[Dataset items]
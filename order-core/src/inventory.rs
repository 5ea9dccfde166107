//! Inventory ledger: atomic bounded-counter reservation
//!
//! The authoritative per-product available quantity lives in the
//! product row. Reservation decrements it; release compensates. All
//! mutations run on the single-writer actor, so two concurrent
//! requests for the last unit can never both observe it available.

use crate::{
    error::{Error, Result},
    metrics::Metrics,
    storage::Storage,
    types::Product,
};
use chrono::Utc;
use rust_decimal::Decimal;
use std::collections::HashMap;
use uuid::Uuid;

/// Staged reservations for one order attempt
///
/// Product rows load lazily into a local view; decrements accumulate
/// there so duplicate lines for one product observe earlier staged
/// reservations. Nothing persists until the rows are handed to the
/// order commit batch, which makes a failed attempt free of side
/// effects by construction.
pub struct StockReservation<'a> {
    storage: &'a Storage,
    touched: HashMap<Uuid, Product>,
}

impl<'a> StockReservation<'a> {
    /// Start an empty staged view
    pub fn new(storage: &'a Storage) -> Self {
        Self {
            storage,
            touched: HashMap::new(),
        }
    }

    /// Reserve `quantity` units of a product
    ///
    /// Returns the unit price read at reservation time; the caller
    /// captures it on the order item so later catalog price changes
    /// never leak into the order.
    pub fn reserve(&mut self, product_id: Uuid, quantity: u32) -> Result<Decimal> {
        let product = match self.touched.entry(product_id) {
            std::collections::hash_map::Entry::Occupied(entry) => entry.into_mut(),
            std::collections::hash_map::Entry::Vacant(entry) => {
                entry.insert(self.storage.get_product(product_id)?)
            }
        };

        if product.stock < quantity {
            return Err(Error::InsufficientStock {
                product: product.title.clone(),
                requested: quantity,
                available: product.stock,
            });
        }

        product.stock -= quantity;
        product.reserved += quantity;
        product.updated_at = Utc::now();

        Ok(product.unit_price)
    }

    /// Hand the staged rows to the caller for an atomic commit
    pub fn into_rows(self) -> Vec<Product> {
        self.touched.into_values().collect()
    }
}

/// Compensating restock, clamped at the outstanding reservation
///
/// Returns the quantity actually restocked. Releasing more than was
/// ever reserved is clamped at zero and flagged as an anomaly instead
/// of inflating stock, so the call is safe to repeat.
pub fn release(
    storage: &Storage,
    metrics: &Metrics,
    product_id: Uuid,
    quantity: u32,
) -> Result<u32> {
    let mut product = storage.get_product(product_id)?;

    let restocked = quantity.min(product.reserved);
    if restocked < quantity {
        tracing::warn!(
            product_id = %product_id,
            requested = quantity,
            outstanding = product.reserved,
            "Over-release clamped"
        );
        metrics.record_release_anomaly();
    }

    if restocked > 0 {
        product.stock += restocked;
        product.reserved -= restocked;
        product.updated_at = Utc::now();
        storage.put_product(&product)?;

        tracing::info!(
            product_id = %product_id,
            restocked,
            stock = product.stock,
            "Stock released"
        );
    }

    Ok(restocked)
}
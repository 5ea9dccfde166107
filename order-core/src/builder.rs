//! Order aggregate builder
//!
//! Converts a validated line-item list into an immutable order plus
//! staged stock decrements, or fails with no effect at all. The first
//! failing product names the error surfaced to the caller; callers may
//! let the end user retry with an adjusted cart.

use crate::{
    error::{Error, Result},
    inventory::StockReservation,
    storage::Storage,
    types::{Order, OrderItem, OrderLine, OrderStatus, Product},
};
use chrono::Utc;
use rust_decimal::Decimal;
use uuid::Uuid;

/// An order built and priced but not yet committed
#[derive(Debug)]
pub struct OrderDraft {
    /// The order row to insert
    pub order: Order,
    /// Product rows carrying the staged stock decrements
    pub rows: Vec<Product>,
}

/// Build an order draft for `user_id` from the requested lines
///
/// Validation happens before any row is touched: the line list must be
/// non-empty and every quantity at least 1. Each line then reserves
/// against the staged view in input order, capturing the unit price it
/// read. The total is always server-computed; a claimed total is only
/// compared and logged as a fraud signal on mismatch.
pub fn build_order(
    storage: &Storage,
    user_id: Uuid,
    lines: &[OrderLine],
    claimed_total: Option<Decimal>,
) -> Result<OrderDraft> {
    if lines.is_empty() {
        return Err(Error::Validation("Order items are required".to_string()));
    }
    if let Some(line) = lines.iter().find(|l| l.quantity == 0) {
        return Err(Error::Validation(format!(
            "Quantity must be at least 1 for product {}",
            line.product_id
        )));
    }

    let mut reservation = StockReservation::new(storage);
    let mut items = Vec::with_capacity(lines.len());
    let mut total = Decimal::ZERO;

    for line in lines {
        let unit_price = reservation.reserve(line.product_id, line.quantity)?;
        total += unit_price * Decimal::from(line.quantity);
        items.push(OrderItem {
            product_id: line.product_id,
            quantity: line.quantity,
            unit_price,
        });
    }

    if let Some(claimed) = claimed_total {
        if claimed != total {
            tracing::warn!(
                %user_id,
                %claimed,
                computed = %total,
                "Client-claimed total disagrees with computed total"
            );
        }
    }

    let now = Utc::now();
    let order = Order {
        order_id: Uuid::now_v7(),
        user_id,
        total,
        status: OrderStatus::Pending,
        items,
        created_at: now,
        updated_at: now,
    };

    Ok(OrderDraft {
        order,
        rows: reservation.into_rows(),
    })
}
//! Time source for membership notifications.
//!
//! The tracker stamps every notification with `Clock::now()`. Production code
//! uses [`SystemClock`]; tests and log replay drive a [`ManualClock`].

use chrono::{DateTime, Duration, Utc};
use std::sync::{Arc, Mutex, PoisonError};

pub trait Clock: Send + Sync {
    fn now(&self) -> DateTime<Utc>;
}

/// Wall-clock time.
#[derive(Debug, Clone, Copy, Default)]
pub struct SystemClock;

impl Clock for SystemClock {
    fn now(&self) -> DateTime<Utc> {
        Utc::now()
    }
}

/// A settable clock. Clones share the same underlying instant.
#[derive(Debug, Clone)]
pub struct ManualClock {
    now: Arc<Mutex<DateTime<Utc>>>,
}

impl ManualClock {
    pub fn new(start: DateTime<Utc>) -> Self {
        Self {
            now: Arc::new(Mutex::new(start)),
        }
    }

    pub fn set(&self, at: DateTime<Utc>) {
        *self.now.lock().unwrap_or_else(PoisonError::into_inner) = at;
    }

    pub fn advance(&self, by: Duration) {
        let mut now = self.now.lock().unwrap_or_else(PoisonError::into_inner);
        *now += by;
    }
}

impl Clock for ManualClock {
    fn now(&self) -> DateTime<Utc> {
        *self.now.lock().unwrap_or_else(PoisonError::into_inner)
    }
}

impl<C: Clock + ?Sized> Clock for Arc<C> {
    fn now(&self) -> DateTime<Utc> {
        (**self).now()
    }
}

#[cfg(test)]
mod tests {
    use super::*;

    #[test]
    fn test_manual_clock_shared_between_clones() {
        let start = Utc::now();
        let clock = ManualClock::new(start);
        let other = clock.clone();

        clock.advance(Duration::minutes(5));
        assert_eq!(other.now(), start + Duration::minutes(5));

        other.set(start);
        assert_eq!(clock.now(), start);
    }
}
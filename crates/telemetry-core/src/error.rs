use chrono::{DateTime, Utc};
use thiserror::Error;

#[derive(Error, Debug)]
pub enum TelemetryError {
    #[error("Configuration error: {0}")]
    Config(String),

    #[error("Storage unavailable: {slot}: {source}")]
    Storage {
        slot: String,
        #[source]
        source: std::io::Error,
    },

    #[error("Codec error: {0}")]
    Codec(#[from] serde_json::Error),

    #[error("Clock skew: notification at {observed} precedes latest sample at {latest}")]
    ClockSkew {
        observed: DateTime<Utc>,
        latest: DateTime<Utc>,
    },

    #[error("Session closed: {0}")]
    SessionClosed(String),

    #[error("{0}")]
    Other(#[from] anyhow::Error),
}

impl TelemetryError {
    pub fn storage(slot: impl Into<String>, source: std::io::Error) -> Self {
        Self::Storage {
            slot: slot.into(),
            source,
        }
    }

    /// Whether the failure came from the storage collaborator.
    ///
    /// Callers use this to decide whether retrying the whole session-end
    /// operation makes sense.
    pub fn is_storage(&self) -> bool {
        matches!(self, Self::Storage { .. })
    }
}

pub type Result<T> = std::result::Result<T, TelemetryError>;
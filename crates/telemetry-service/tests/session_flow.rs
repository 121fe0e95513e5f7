use chrono::{Duration, Utc};
use telemetry_core::config::AppConfig;
use telemetry_core::types::{ChatRecord, ChatThread, MembershipSnapshot, UserId};
use telemetry_core::{Clock, ManualClock};
use telemetry_service::TelemetryService;

fn config_in(dir: &std::path::Path) -> AppConfig {
    let mut config = AppConfig::default();
    config.storage.data_dir = Some(dir.to_path_buf());
    config
}

fn chat(thread_id: u64, senders: &[u64]) -> ChatThread {
    ChatThread::new(
        thread_id,
        senders.iter().map(|s| ChatRecord::new(*s)).collect(),
    )
}

#[tokio::test]
async fn test_full_session_lifecycle() {
    let dir = tempfile::tempdir().unwrap();
    let service = TelemetryService::from_config(config_in(dir.path()));

    let t0 = Utc::now();
    let clock = ManualClock::new(t0);
    let session = service.start_session("design review", clock.clone());

    // Three users join a minute apart.
    session
        .notify_membership(MembershipSnapshot::new([1u64]))
        .await
        .unwrap();
    clock.advance(Duration::minutes(1));
    session
        .notify_membership(MembershipSnapshot::new([1u64, 2]))
        .await
        .unwrap();
    clock.advance(Duration::minutes(1));
    let t2 = clock.now();
    session
        .notify_membership(MembershipSnapshot::new([1u64, 2, 3]))
        .await
        .unwrap();

    // A leaves after 20 minutes, B after 40.
    clock.set(t2 + Duration::minutes(20));
    session
        .notify_membership(MembershipSnapshot::new([2u64, 3]))
        .await
        .unwrap();
    clock.set(t2 + Duration::minutes(40));
    session
        .notify_membership(MembershipSnapshot::new([3u64]))
        .await
        .unwrap();

    let history = vec![chat(1, &[1, 2, 2, 3]), chat(2, &[3, 3])];

    let live = session.analytics(history.clone()).await.unwrap();
    assert_eq!(live.user_count_samples.len(), 5);

    let report = session.end_session(history).await.unwrap();

    assert_eq!(report.snapshot, live);
    assert_eq!(
        report.snapshot.insincere_members.iter().copied().collect::<Vec<_>>(),
        vec![UserId(1)]
    );
    assert_eq!(report.snapshot.chat_counts.get(&UserId(3)), Some(&3));
    assert_eq!(report.summary.user_count, 3);
    assert_eq!(report.summary.chat_count, 6);
    assert_eq!(report.summary.score, 18);
    assert_eq!(report.history.session_count, 1);

    // Persisted history and per-session archive both exist.
    assert!(dir.path().join("server_data.json").exists());
    let archived = service
        .load_archived(session.session_id())
        .await
        .unwrap()
        .unwrap();
    assert_eq!(archived.name, "design review");
    assert_eq!(archived.summary, report.summary);
}

#[tokio::test]
async fn test_concurrent_session_ends_do_not_lose_updates() {
    let dir = tempfile::tempdir().unwrap();
    let service = TelemetryService::from_config(config_in(dir.path()));

    let mut tasks = Vec::new();
    for i in 0..6u64 {
        let session = service.start_session(format!("s{}", i), ManualClock::new(Utc::now()));
        tasks.push(tokio::spawn(async move {
            session
                .notify_membership(MembershipSnapshot::new([i]))
                .await
                .unwrap();
            session.end_session(vec![chat(1, &[i])]).await
        }));
    }
    for task in tasks {
        task.await.unwrap().unwrap();
    }

    let history = service.history().await.unwrap();
    assert_eq!(history.session_count, 6);
    assert_eq!(history.summaries.len(), 6);
    assert!(history.summaries.iter().all(|s| s.score == 1));
}

#[tokio::test]
async fn test_history_survives_service_restart() {
    let dir = tempfile::tempdir().unwrap();

    {
        let service = TelemetryService::from_config(config_in(dir.path()));
        let session = service.start_session("first", ManualClock::new(Utc::now()));
        session.end_session(Vec::new()).await.unwrap();
    }

    let service = TelemetryService::from_config(config_in(dir.path()));
    let session = service.start_session("second", ManualClock::new(Utc::now()));
    let report = session.end_session(vec![chat(1, &[7, 8])]).await.unwrap();

    assert_eq!(report.history.session_count, 2);
    assert_eq!(report.history.summaries[0].score, 0);
    assert_eq!(report.history.summaries[1].score, 4);
}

**Problem to solve:** Only lines containing the string "requested" belong in the answer; find them in the data above and copy them.

**Solution for this task:**
                requested: quantity,
            requested = quantity,
/// Build an order draft for `user_id` from the requested lines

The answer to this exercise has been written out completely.